# [Task goal]
Whenever the string "token" turns up in a line of the data below, copy that line.

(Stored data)
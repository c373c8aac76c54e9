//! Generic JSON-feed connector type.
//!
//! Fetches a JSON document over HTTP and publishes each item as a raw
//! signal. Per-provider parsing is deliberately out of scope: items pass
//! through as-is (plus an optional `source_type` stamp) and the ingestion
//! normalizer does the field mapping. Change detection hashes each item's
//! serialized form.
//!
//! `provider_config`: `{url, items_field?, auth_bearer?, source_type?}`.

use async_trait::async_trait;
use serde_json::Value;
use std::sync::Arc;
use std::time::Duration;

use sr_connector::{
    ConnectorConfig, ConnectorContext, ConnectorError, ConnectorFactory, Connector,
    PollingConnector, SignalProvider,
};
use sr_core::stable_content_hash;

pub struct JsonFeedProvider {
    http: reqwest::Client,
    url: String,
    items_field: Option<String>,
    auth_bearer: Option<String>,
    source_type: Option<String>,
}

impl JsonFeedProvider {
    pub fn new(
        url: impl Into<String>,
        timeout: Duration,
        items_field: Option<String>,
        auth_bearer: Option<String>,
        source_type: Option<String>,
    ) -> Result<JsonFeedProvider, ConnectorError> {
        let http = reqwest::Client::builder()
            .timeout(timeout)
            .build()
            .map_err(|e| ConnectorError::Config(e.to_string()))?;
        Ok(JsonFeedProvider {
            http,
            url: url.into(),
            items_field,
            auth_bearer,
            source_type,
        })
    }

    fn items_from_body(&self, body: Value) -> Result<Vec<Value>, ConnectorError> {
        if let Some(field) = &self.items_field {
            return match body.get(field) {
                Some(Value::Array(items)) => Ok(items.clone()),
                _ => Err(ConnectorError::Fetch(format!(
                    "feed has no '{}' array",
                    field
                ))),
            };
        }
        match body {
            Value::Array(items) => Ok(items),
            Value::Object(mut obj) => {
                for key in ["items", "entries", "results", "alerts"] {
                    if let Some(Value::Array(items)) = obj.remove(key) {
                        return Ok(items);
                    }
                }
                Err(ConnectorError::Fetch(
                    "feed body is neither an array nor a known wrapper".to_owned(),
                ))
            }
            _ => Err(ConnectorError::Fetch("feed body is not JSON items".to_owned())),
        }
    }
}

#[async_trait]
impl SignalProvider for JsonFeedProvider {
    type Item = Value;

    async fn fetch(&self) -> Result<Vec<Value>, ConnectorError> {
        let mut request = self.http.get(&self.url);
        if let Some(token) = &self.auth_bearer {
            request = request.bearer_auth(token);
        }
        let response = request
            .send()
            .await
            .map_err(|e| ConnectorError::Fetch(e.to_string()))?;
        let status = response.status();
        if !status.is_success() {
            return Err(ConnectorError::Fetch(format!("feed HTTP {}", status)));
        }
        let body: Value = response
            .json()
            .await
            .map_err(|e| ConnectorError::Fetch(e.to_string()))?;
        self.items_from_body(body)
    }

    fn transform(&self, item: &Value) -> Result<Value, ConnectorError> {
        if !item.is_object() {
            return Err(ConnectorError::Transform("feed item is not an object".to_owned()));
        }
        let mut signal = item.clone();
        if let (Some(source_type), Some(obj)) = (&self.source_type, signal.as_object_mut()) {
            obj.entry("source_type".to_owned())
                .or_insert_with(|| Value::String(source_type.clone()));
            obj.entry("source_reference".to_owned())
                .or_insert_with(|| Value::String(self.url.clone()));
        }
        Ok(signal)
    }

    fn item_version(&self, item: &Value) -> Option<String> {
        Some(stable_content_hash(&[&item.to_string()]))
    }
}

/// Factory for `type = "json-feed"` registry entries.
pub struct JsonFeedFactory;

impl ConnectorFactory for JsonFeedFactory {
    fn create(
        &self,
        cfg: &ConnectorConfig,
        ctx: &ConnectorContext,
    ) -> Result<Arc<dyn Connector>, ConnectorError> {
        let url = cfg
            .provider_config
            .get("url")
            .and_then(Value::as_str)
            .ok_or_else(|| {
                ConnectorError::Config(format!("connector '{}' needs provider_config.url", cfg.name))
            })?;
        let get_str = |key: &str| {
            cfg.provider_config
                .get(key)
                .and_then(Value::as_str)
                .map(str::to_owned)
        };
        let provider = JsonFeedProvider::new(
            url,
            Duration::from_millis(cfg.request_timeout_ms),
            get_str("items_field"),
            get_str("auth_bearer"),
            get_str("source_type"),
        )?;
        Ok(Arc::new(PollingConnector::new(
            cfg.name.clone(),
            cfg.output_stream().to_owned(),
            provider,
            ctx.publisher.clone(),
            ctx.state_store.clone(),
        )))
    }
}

# [Answer section]
        if let Some(token) = &self.auth_bearer {
            request = request.bearer_auth(token);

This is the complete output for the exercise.